The current in the secondary is 0 -> the current in the primary is 0 because of the transformer equation (Is = Ns/Np Ip), in which we put Ip = 0. So we get Vp = Vg and so Vthevenin= Vs = Vg.

I did not understand the physical meaning of that thing: if I have 0 current at the secondary, why should I have 0 current at the primary, which is a closed circuit? It is simply a normal circuit with an inductor.

Moreover, if it is true that Ip = 0, the transformer is off since there is not the magnetic coupling between the inductors: so how can we say that Vs = Vg?
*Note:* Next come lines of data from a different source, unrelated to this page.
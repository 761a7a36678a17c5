//! Domain newtypes with validation
//!
//! Strongly-typed wrappers for domain identifiers. Each newtype ensures
//! data validity at construction time.

use std::fmt::{self, Display, Formatter};
use std::str::FromStr;

use serde::{Deserialize, Serialize};

use super::errors::DomainError;

// ============================================================================
// ThemeId
// ============================================================================

/// Identifier of a theme in the remote store.
///
/// The configuration file historically accepted the id either as a string
/// or as a bare integer, so deserialization accepts both and normalizes to
/// a string. An empty id is representable (it round-trips through config
/// files written by other tools) and is treated as absent by the preview
/// URL builder.
#[derive(Debug, Clone, PartialEq, Eq, Hash, Serialize)]
#[serde(transparent)]
pub struct ThemeId(String);

impl ThemeId {
    /// Create a ThemeId without validation.
    #[must_use]
    pub fn new(id: impl Into<String>) -> Self {
        Self(id.into())
    }

    /// The id as a string slice.
    #[must_use]
    pub fn as_str(&self) -> &str {
        &self.0
    }

    /// True if the id is the empty string.
    #[must_use]
    pub fn is_empty(&self) -> bool {
        self.0.is_empty()
    }
}

impl Display for ThemeId {
    fn fmt(&self, f: &mut Formatter<'_>) -> fmt::Result {
        write!(f, "{}", self.0)
    }
}

impl FromStr for ThemeId {
    type Err = DomainError;

    /// Parse a user-supplied theme id, rejecting empty or whitespace-bearing
    /// values. Deserialization from config files is laxer on purpose.
    fn from_str(s: &str) -> Result<Self, Self::Err> {
        if s.is_empty() || s.chars().any(char::is_whitespace) {
            return Err(DomainError::InvalidThemeId(s.to_string()));
        }
        Ok(Self(s.to_string()))
    }
}

impl From<u64> for ThemeId {
    fn from(id: u64) -> Self {
        Self(id.to_string())
    }
}

impl<'de> Deserialize<'de> for ThemeId {
    fn deserialize<D>(deserializer: D) -> Result<Self, D::Error>
    where
        D: serde::Deserializer<'de>,
    {
        struct IdVisitor;

        impl serde::de::Visitor<'_> for IdVisitor {
            type Value = ThemeId;

            fn expecting(&self, f: &mut Formatter<'_>) -> fmt::Result {
                f.write_str("a theme id as a string or an integer")
            }

            fn visit_str<E>(self, v: &str) -> Result<ThemeId, E>
            where
                E: serde::de::Error,
            {
                Ok(ThemeId(v.to_string()))
            }

            fn visit_u64<E>(self, v: u64) -> Result<ThemeId, E>
            where
                E: serde::de::Error,
            {
                Ok(ThemeId(v.to_string()))
            }

            fn visit_i64<E>(self, v: i64) -> Result<ThemeId, E>
            where
                E: serde::de::Error,
            {
                Ok(ThemeId(v.to_string()))
            }
        }

        deserializer.deserialize_any(IdVisitor)
    }
}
That's the difference between an ideal transformer and a real transformer. The transformer equation is a very crude model of a real transformer.

Whenever you combine an ideal model (transformer) with a "real" model (the voltage source) you may get results that don't make sense, particularly when you start asking about the "physical meaning".

If not current flows through the primary then no current flows through the resistor, so the voltage drop across the resistor is zero, so the voltage across the primary is equal to Vg, so the voltage across the secondary is Vg. Vg = Vs.


Plenty of errors here. Maybe somebody has told to you bullshit or you have misunderstood something.

Ideal transformer is assumed to cause no voltage drop. That doesn't mean that the secondary output voltage is =the voltage between primary terminals! The winding ratio still works. It works ideally, ie the voltage at the output is (Ns/Np) * the voltage between primary terminals. Ideality means this is true with all loads.

Ns=number of turns in secondary

Np=number of turns in primary

Because ideal transformer doesn't waste energy, the primary current is (Ns/Np)*output current. You had replaced this with something else.

Output current = zero means that primary current is zero. Rg doesn't drop voltage, so the primary voltage is =Vg. The secondary voltage isn't=Vg, you must multiply Vg by the winding ratio.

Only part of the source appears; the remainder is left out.